[Items listed in a dataset]
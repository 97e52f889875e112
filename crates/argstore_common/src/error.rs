//! Error type for literal conversion.

use crate::primitive::PrimitiveKind;

/// A literal did not match the lexical grammar of its primitive kind.
#[derive(Debug, Clone, PartialEq, Eq, thiserror::Error)]
pub enum ParseError {
    /// The text is not a valid literal for the kind.
    #[error("invalid {kind} literal: '{input}'")]
    Invalid {
        /// The kind the literal was parsed as.
        kind: PrimitiveKind,
        /// The rejected input.
        input: String,
    },

    /// The literal is numeric but does not fit the kind's width.
    #[error("{kind} literal out of range: '{input}'")]
    Overflow {
        /// The kind the literal was parsed as.
        kind: PrimitiveKind,
        /// The rejected input.
        input: String,
    },

    /// A kind that needs at least one character was given empty text.
    #[error("empty {kind} literal")]
    Empty {
        /// The kind the literal was parsed as.
        kind: PrimitiveKind,
    },
}

impl ParseError {
    /// Returns the kind whose grammar rejected the literal.
    pub fn kind(&self) -> PrimitiveKind {
        match self {
            ParseError::Invalid { kind, .. }
            | ParseError::Overflow { kind, .. }
            | ParseError::Empty { kind } => *kind,
        }
    }
}

#[cfg(test)]
mod tests {
    use super::*;

    #[test]
    fn display_invalid() {
        let err = ParseError::Invalid {
            kind: PrimitiveKind::Integer,
            input: "abc".to_string(),
        };
        assert_eq!(format!("{err}"), "invalid integer literal: 'abc'");
    }

    #[test]
    fn display_overflow() {
        let err = ParseError::Overflow {
            kind: PrimitiveKind::Byte,
            input: "300".to_string(),
        };
        assert_eq!(format!("{err}"), "byte literal out of range: '300'");
    }

    #[test]
    fn display_empty() {
        let err = ParseError::Empty {
            kind: PrimitiveKind::Character,
        };
        assert_eq!(format!("{err}"), "empty character literal");
        assert_eq!(err.kind(), PrimitiveKind::Character);
    }
}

• PROBLEM DESCRIPTION
All lines carrying the word "self" must be copied from the data above.

• YOUR RESPONSE
    pub fn kind(&self) -> PrimitiveKind {
        match self {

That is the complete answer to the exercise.